# Aim of the exercise
After the line containing "pub enum MessageType", write nothing more; before it, reproduce every line of the material below exactly, starting with the first.

# Data for review
----

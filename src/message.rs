//! Message model: mutable builder, immutable wire message, TTL helpers.
//!
//! A [`MutableMessage`] is assembled by the sending side and frozen into an
//! [`ImmutableMessage`] for routing. Immutable messages are shared by
//! reference ([`Arc`]) between the router, the message queue and the transport
//! send paths; the payload is a [`Bytes`] handle and is never copied or
//! mutated after construction.
//!
//! The envelope byte codec here is JSON. The production serialized-message
//! format is produced by an external library and plugs in behind the same
//! byte-array interface.

use std::collections::HashMap;
use std::sync::Arc;

use bytes::Bytes;
use serde::{Deserialize, Serialize};
use uuid::Uuid;

use crate::error::JoynrError;

/// Sentinel expiry meaning "effectively infinite".
pub const NO_EXPIRY: i64 = i64::MAX;

/// Current wall-clock time in milliseconds since the Unix epoch.
pub fn now_ms() -> i64 {
    chrono::Utc::now().timestamp_millis()
}

/// Add an uplift to an absolute expiry, saturating at [`NO_EXPIRY`].
///
/// [`NO_EXPIRY`] is a fixed point: an infinite expiry stays infinite.
pub fn uplift_expiry(expiry_date_ms: i64, uplift_ms: i64) -> i64 {
    if expiry_date_ms == NO_EXPIRY {
        return NO_EXPIRY;
    }
    expiry_date_ms.saturating_add(uplift_ms)
}

/// Message type tag carried in the envelope.
#[derive(Debug, Clone, Copy, PartialEq, Eq, Hash, Serialize, Deserialize)]
pub enum MessageType {
    #[serde(rename = "request")]
    Request,
    #[serde(rename = "reply")]
    Reply,
    #[serde(rename = "oneWayRequest")]
    OneWayRequest,
    #[serde(rename = "subscriptionRequest")]
    SubscriptionRequest,
    #[serde(rename = "subscriptionReply")]
    SubscriptionReply,
    #[serde(rename = "subscriptionStop")]
    SubscriptionStop,
    #[serde(rename = "subscriptionPublication")]
    SubscriptionPublication,
    #[serde(rename = "multicast")]
    Multicast,
}

/// Delivery effort requested by the sender.
#[derive(Debug, Clone, Copy, PartialEq, Eq, Serialize, Deserialize)]
pub enum MessageEffort {
    #[serde(rename = "normal")]
    Normal,
    #[serde(rename = "bestEffort")]
    BestEffort,
}

mod payload_bytes {
    //! Serde adapter for the opaque payload (`Bytes` <-> byte sequence).
    use bytes::Bytes;
    use serde::{Deserialize, Deserializer, Serializer};

    pub fn serialize<S: Serializer>(payload: &Bytes, serializer: S) -> Result<S::Ok, S::Error> {
        serializer.serialize_bytes(payload)
    }

    pub fn deserialize<'de, D: Deserializer<'de>>(deserializer: D) -> Result<Bytes, D::Error> {
        let raw = Vec::<u8>::deserialize(deserializer)?;
        Ok(Bytes::from(raw))
    }
}

/// Builder for outbound messages.
///
/// All fields default to empty; the freeze step fills in the message id and
/// creation timestamp and validates the expiry invariant.
#[derive(Debug, Clone, Default)]
pub struct MutableMessage {
    sender: String,
    recipient: String,
    message_type: Option<MessageType>,
    expiry_date_ms: i64,
    effort: Option<MessageEffort>,
    compressed: bool,
    custom_headers: HashMap<String, String>,
    payload: Bytes,
}

impl MutableMessage {
    pub fn new() -> Self {
        Self::default()
    }

    pub fn set_sender(&mut self, sender: impl Into<String>) -> &mut Self {
        self.sender = sender.into();
        self
    }

    pub fn set_recipient(&mut self, recipient: impl Into<String>) -> &mut Self {
        self.recipient = recipient.into();
        self
    }

    pub fn set_type(&mut self, message_type: MessageType) -> &mut Self {
        self.message_type = Some(message_type);
        self
    }

    /// Absolute expiry in epoch milliseconds.
    pub fn set_expiry_date_ms(&mut self, expiry_date_ms: i64) -> &mut Self {
        self.expiry_date_ms = expiry_date_ms;
        self
    }

    /// Convenience: expiry = now + ttl, saturating for [`NO_EXPIRY`].
    pub fn set_ttl_ms(&mut self, ttl_ms: i64) -> &mut Self {
        self.expiry_date_ms = if ttl_ms == NO_EXPIRY {
            NO_EXPIRY
        } else {
            now_ms().saturating_add(ttl_ms)
        };
        self
    }

    pub fn set_effort(&mut self, effort: MessageEffort) -> &mut Self {
        self.effort = Some(effort);
        self
    }

    pub fn set_compressed(&mut self, compressed: bool) -> &mut Self {
        self.compressed = compressed;
        self
    }

    pub fn put_custom_header(
        &mut self,
        key: impl Into<String>,
        value: impl Into<String>,
    ) -> &mut Self {
        self.custom_headers.insert(key.into(), value.into());
        self
    }

    pub fn set_payload(&mut self, payload: impl Into<Bytes>) -> &mut Self {
        self.payload = payload.into();
        self
    }

    /// Freeze into an [`ImmutableMessage`], assigning id and creation time.
    ///
    /// # Errors
    ///
    /// Returns [`JoynrError::InvalidArgument`] if no message type was set or
    /// the expiry predates the creation timestamp.
    pub fn immutable(&self) -> Result<Arc<ImmutableMessage>, JoynrError> {
        let message_type = self
            .message_type
            .ok_or_else(|| JoynrError::InvalidArgument("message type not set".into()))?;
        let creation_date_ms = now_ms();
        if self.expiry_date_ms < creation_date_ms {
            return Err(JoynrError::InvalidArgument(format!(
                "expiry {} predates creation {}",
                self.expiry_date_ms, creation_date_ms
            )));
        }
        Ok(Arc::new(ImmutableMessage {
            id: Uuid::new_v4().to_string(),
            message_type,
            sender: self.sender.clone(),
            recipient: self.recipient.clone(),
            creation_date_ms,
            expiry_date_ms: self.expiry_date_ms,
            effort: self.effort,
            compressed: self.compressed,
            custom_headers: self.custom_headers.clone(),
            payload: self.payload.clone(),
        }))
    }
}

/// A frozen message as it travels through the router and the transports.
#[derive(Debug, Clone, PartialEq, Eq, Serialize, Deserialize)]
#[serde(rename_all = "camelCase")]
pub struct ImmutableMessage {
    id: String,
    #[serde(rename = "type")]
    message_type: MessageType,
    sender: String,
    recipient: String,
    creation_date_ms: i64,
    expiry_date_ms: i64,
    #[serde(default, skip_serializing_if = "Option::is_none")]
    effort: Option<MessageEffort>,
    #[serde(default)]
    compressed: bool,
    #[serde(default, skip_serializing_if = "HashMap::is_empty")]
    custom_headers: HashMap<String, String>,
    #[serde(with = "payload_bytes")]
    payload: Bytes,
}

impl ImmutableMessage {
    pub fn id(&self) -> &str {
        &self.id
    }

    pub fn message_type(&self) -> MessageType {
        self.message_type
    }

    pub fn sender(&self) -> &str {
        &self.sender
    }

    /// Recipient participant id, or the multicast id for multicast messages.
    pub fn recipient(&self) -> &str {
        &self.recipient
    }

    pub fn creation_date_ms(&self) -> i64 {
        self.creation_date_ms
    }

    pub fn expiry_date_ms(&self) -> i64 {
        self.expiry_date_ms
    }

    pub fn effort(&self) -> Option<MessageEffort> {
        self.effort
    }

    pub fn is_compressed(&self) -> bool {
        self.compressed
    }

    pub fn custom_headers(&self) -> &HashMap<String, String> {
        &self.custom_headers
    }

    /// Shared handle to the payload; cloning is reference counting.
    pub fn payload(&self) -> Bytes {
        self.payload.clone()
    }

    /// Whether the message is discardable at `now` (epoch ms).
    pub fn is_expired_at(&self, now: i64) -> bool {
        self.expiry_date_ms != NO_EXPIRY && now >= self.expiry_date_ms
    }

    pub fn is_expired(&self) -> bool {
        self.is_expired_at(now_ms())
    }

    /// Remaining TTL at `now`, clamped to zero.
    pub fn remaining_ttl_ms(&self, now: i64) -> i64 {
        if self.expiry_date_ms == NO_EXPIRY {
            NO_EXPIRY
        } else {
            (self.expiry_date_ms - now).max(0)
        }
    }

    /// Encode the envelope to bytes.
    pub fn serialize(&self) -> Result<Bytes, JoynrError> {
        serde_json::to_vec(self)
            .map(Bytes::from)
            .map_err(|e| JoynrError::Serialization(e.to_string()))
    }

    /// Decode an envelope from bytes.
    pub fn deserialize(raw: &[u8]) -> Result<ImmutableMessage, JoynrError> {
        serde_json::from_slice(raw).map_err(|e| JoynrError::Serialization(e.to_string()))
    }
}
//! MQTT binding contract.
//!
//! The actual broker client lives outside this crate; the core programs
//! against [`MqttConnection`] only. This module fixes the topic layout
//! (`{gbid}/{channelId}/low` unicast, `{gbid}/mcast/{topic}` multicast), the
//! reconnect backoff policy, and the [`MqttSender`] stub the router uses for
//! MQTT-addressed hops.

use std::sync::Arc;
use std::time::Duration;

use bytes::Bytes;

use crate::address::Address;
use crate::error::{FailureCallback, JoynrError};
use crate::message::ImmutableMessage;
use crate::routing::router::MessagingStub;
use crate::settings::MessagingSettings;

/// Contract the external MQTT client must satisfy.
pub trait MqttConnection: Send + Sync {
    fn publish(&self, topic: &str, qos_level: u8, payload: &[u8]) -> Result<(), JoynrError>;
    fn subscribe(&self, topic: &str, qos_level: u8) -> Result<(), JoynrError>;
    fn unsubscribe(&self, topic: &str) -> Result<(), JoynrError>;
    /// Callback for inbound publications: `(topic, payload)`.
    fn register_receive_callback(&self, callback: Box<dyn Fn(&str, Bytes) + Send + Sync>);
    /// Callback invoked when the connection's readiness changes.
    fn register_ready_to_send_changed_callback(&self, callback: Box<dyn Fn(bool) + Send + Sync>);
}

/// Unicast topic for a channel on a broker group.
pub fn unicast_topic(gbid: &str, channel_id: &str) -> String {
    format!("{gbid}/{channel_id}/low")
}

/// Multicast topic on a broker group.
pub fn multicast_topic(gbid: &str, topic: &str) -> String {
    format!("{gbid}/mcast/{topic}")
}

/// Reconnect delay policy: fixed, or doubling per attempt up to a cap.
#[derive(Debug, Clone)]
pub struct ReconnectBackoff {
    base: Duration,
    max: Duration,
    exponential: bool,
    attempt: u32,
}

impl ReconnectBackoff {
    pub fn from_settings(settings: &MessagingSettings) -> Self {
        Self {
            base: Duration::from_secs(settings.mqtt_reconnect_delay_seconds),
            max: Duration::from_secs(settings.mqtt_reconnect_max_delay_seconds),
            exponential: settings.mqtt_exponential_backoff_enabled,
            attempt: 0,
        }
    }

    /// Delay before the next reconnect attempt.
    pub fn next_delay(&mut self) -> Duration {
        let delay = if self.exponential {
            let factor = 1u64 << self.attempt.min(16);
            (self.base * u32::try_from(factor).unwrap_or(u32::MAX)).min(self.max)
        } else {
            self.base
        };
        self.attempt = self.attempt.saturating_add(1);
        delay
    }

    /// Reset after a successful connect.
    pub fn reset(&mut self) {
        self.attempt = 0;
    }
}

/// Messaging stub publishing to one unicast topic.
pub struct MqttSender {
    connection: Arc<dyn MqttConnection>,
    topic: String,
    qos_level: u8,
}

impl std::fmt::Debug for MqttSender {
    fn fmt(&self, f: &mut std::fmt::Formatter<'_>) -> std::fmt::Result {
        f.debug_struct("MqttSender").field("topic", &self.topic).finish()
    }
}

impl MqttSender {
    /// Stub for an MQTT-addressed participant.
    ///
    /// Returns `None` for non-MQTT addresses.
    pub fn for_address(
        connection: Arc<dyn MqttConnection>,
        address: &Address,
        qos_level: u8,
    ) -> Option<Self> {
        match address {
            Address::Mqtt { gbid, channel_id } => Some(Self {
                connection,
                topic: unicast_topic(gbid, channel_id),
                qos_level,
            }),
            Address::MulticastTopic { topic } => Some(Self {
                connection,
                // The gbid prefix is already part of stored multicast topics.
                topic: topic.clone(),
                qos_level,
            }),
            _ => None,
        }
    }
}

impl MessagingStub for MqttSender {
    fn transmit(&self, message: &Arc<ImmutableMessage>, on_failure: FailureCallback) {
        let raw = match message.serialize() {
            Ok(raw) => raw,
            Err(error) => {
                on_failure(error);
                return;
            }
        };
        if let Err(error) = self.connection.publish(&self.topic, self.qos_level, &raw) {
            // Broker trouble is transient; the router reschedules.
            on_failure(JoynrError::DelayMessage(format!(
                "publish to {} failed: {error}",
                self.topic
            )));
        }
    }
}

#[cfg(test)]
mod tests {
    use super::*;
    use crate::message::{MessageType, MutableMessage};
    use std::sync::Mutex;

    #[test]
    fn test_topic_layout() {
        assert_eq!(unicast_topic("gbid1", "channel-7"), "gbid1/channel-7/low");
        assert_eq!(multicast_topic("gbid1", "prov/event/p0"), "gbid1/mcast/prov/event/p0");
    }

    #[test]
    fn test_fixed_backoff() {
        let mut settings = MessagingSettings::default();
        settings.mqtt_reconnect_delay_seconds = 2;
        settings.mqtt_exponential_backoff_enabled = false;
        let mut backoff = ReconnectBackoff::from_settings(&settings);
        assert_eq!(backoff.next_delay(), Duration::from_secs(2));
        assert_eq!(backoff.next_delay(), Duration::from_secs(2));
    }

    #[test]
    fn test_exponential_backoff_doubles_and_caps() {
        let mut settings = MessagingSettings::default();
        settings.mqtt_reconnect_delay_seconds = 1;
        settings.mqtt_reconnect_max_delay_seconds = 5;
        settings.mqtt_exponential_backoff_enabled = true;
        let mut backoff = ReconnectBackoff::from_settings(&settings);
        assert_eq!(backoff.next_delay(), Duration::from_secs(1));
        assert_eq!(backoff.next_delay(), Duration::from_secs(2));
        assert_eq!(backoff.next_delay(), Duration::from_secs(4));
        assert_eq!(backoff.next_delay(), Duration::from_secs(5), "capped");
        backoff.reset();
        assert_eq!(backoff.next_delay(), Duration::from_secs(1));
    }

    #[derive(Default)]
    struct MockConnection {
        published: Mutex<Vec<(String, Vec<u8>)>>,
        fail: std::sync::atomic::AtomicBool,
    }

    impl MqttConnection for MockConnection {
        fn publish(&self, topic: &str, _qos: u8, payload: &[u8]) -> Result<(), JoynrError> {
            if self.fail.load(std::sync::atomic::Ordering::SeqCst) {
                return Err(JoynrError::Transport("broker gone".into()));
            }
            self.published
                .lock()
                .unwrap()
                .push((topic.to_owned(), payload.to_vec()));
            Ok(())
        }
        fn subscribe(&self, _topic: &str, _qos: u8) -> Result<(), JoynrError> {
            Ok(())
        }
        fn unsubscribe(&self, _topic: &str) -> Result<(), JoynrError> {
            Ok(())
        }
        fn register_receive_callback(&self, _callback: Box<dyn Fn(&str, Bytes) + Send + Sync>) {}
        fn register_ready_to_send_changed_callback(
            &self,
            _callback: Box<dyn Fn(bool) + Send + Sync>,
        ) {
        }
    }

    fn sample_message() -> Arc<ImmutableMessage> {
        let mut builder = MutableMessage::new();
        builder
            .set_sender("proxy")
            .set_recipient("provider")
            .set_type(MessageType::Request)
            .set_ttl_ms(10_000);
        builder.immutable().unwrap()
    }

    #[test]
    fn test_sender_publishes_serialized_message_to_unicast_topic() {
        let connection = Arc::new(MockConnection::default());
        let sender = MqttSender::for_address(
            Arc::clone(&connection) as Arc<dyn MqttConnection>,
            &Address::mqtt("gbid1", "chan"),
            1,
        )
        .unwrap();

        let message = sample_message();
        sender.transmit(&message, Box::new(|_| panic!("no failure expected")));

        let published = connection.published.lock().unwrap();
        assert_eq!(published.len(), 1);
        assert_eq!(published[0].0, "gbid1/chan/low");
        let parsed = ImmutableMessage::deserialize(&published[0].1).unwrap();
        assert_eq!(parsed.id(), message.id());
    }

    #[test]
    fn test_publish_failure_is_transient() {
        let connection = Arc::new(MockConnection::default());
        connection
            .fail
            .store(true, std::sync::atomic::Ordering::SeqCst);
        let sender = MqttSender::for_address(
            Arc::clone(&connection) as Arc<dyn MqttConnection>,
            &Address::mqtt("gbid1", "chan"),
            1,
        )
        .unwrap();

        let (tx, rx) = std::sync::mpsc::channel();
        sender.transmit(
            &sample_message(),
            Box::new(move |error| {
                let _ = tx.send(error);
            }),
        );
        let error = rx.recv_timeout(Duration::from_secs(1)).unwrap();
        assert!(error.is_transient());
    }

    #[test]
    fn test_for_address_rejects_non_mqtt() {
        let connection = Arc::new(MockConnection::default());
        assert!(MqttSender::for_address(
            connection as Arc<dyn MqttConnection>,
            &Address::uds_client("c"),
            1
        )
        .is_none());
    }
}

----

# Answer section
filename src/message.rs
//! Message model: mutable builder, immutable wire message, TTL helpers.
//!
//! A [`MutableMessage`] is assembled by the sending side and frozen into an
//! [`ImmutableMessage`] for routing. Immutable messages are shared by
//! reference ([`Arc`]) between the router, the message queue and the transport
//! send paths; the payload is a [`Bytes`] handle and is never copied or
//! mutated after construction.
//!
//! The envelope byte codec here is JSON. The production serialized-message
//! format is produced by an external library and plugs in behind the same
//! byte-array interface.

use std::collections::HashMap;
use std::sync::Arc;

use bytes::Bytes;
use serde::{Deserialize, Serialize};
use uuid::Uuid;

use crate::error::JoynrError;

/// Sentinel expiry meaning "effectively infinite".
pub const NO_EXPIRY: i64 = i64::MAX;

/// Current wall-clock time in milliseconds since the Unix epoch.
pub fn now_ms() -> i64 {
    chrono::Utc::now().timestamp_millis()
}

/// Add an uplift to an absolute expiry, saturating at [`NO_EXPIRY`].
///
/// [`NO_EXPIRY`] is a fixed point: an infinite expiry stays infinite.
pub fn uplift_expiry(expiry_date_ms: i64, uplift_ms: i64) -> i64 {
    if expiry_date_ms == NO_EXPIRY {
        return NO_EXPIRY;
    }
    expiry_date_ms.saturating_add(uplift_ms)
}

/// Message type tag carried in the envelope.
#[derive(Debug, Clone, Copy, PartialEq, Eq, Hash, Serialize, Deserialize)]
pub enum MessageType {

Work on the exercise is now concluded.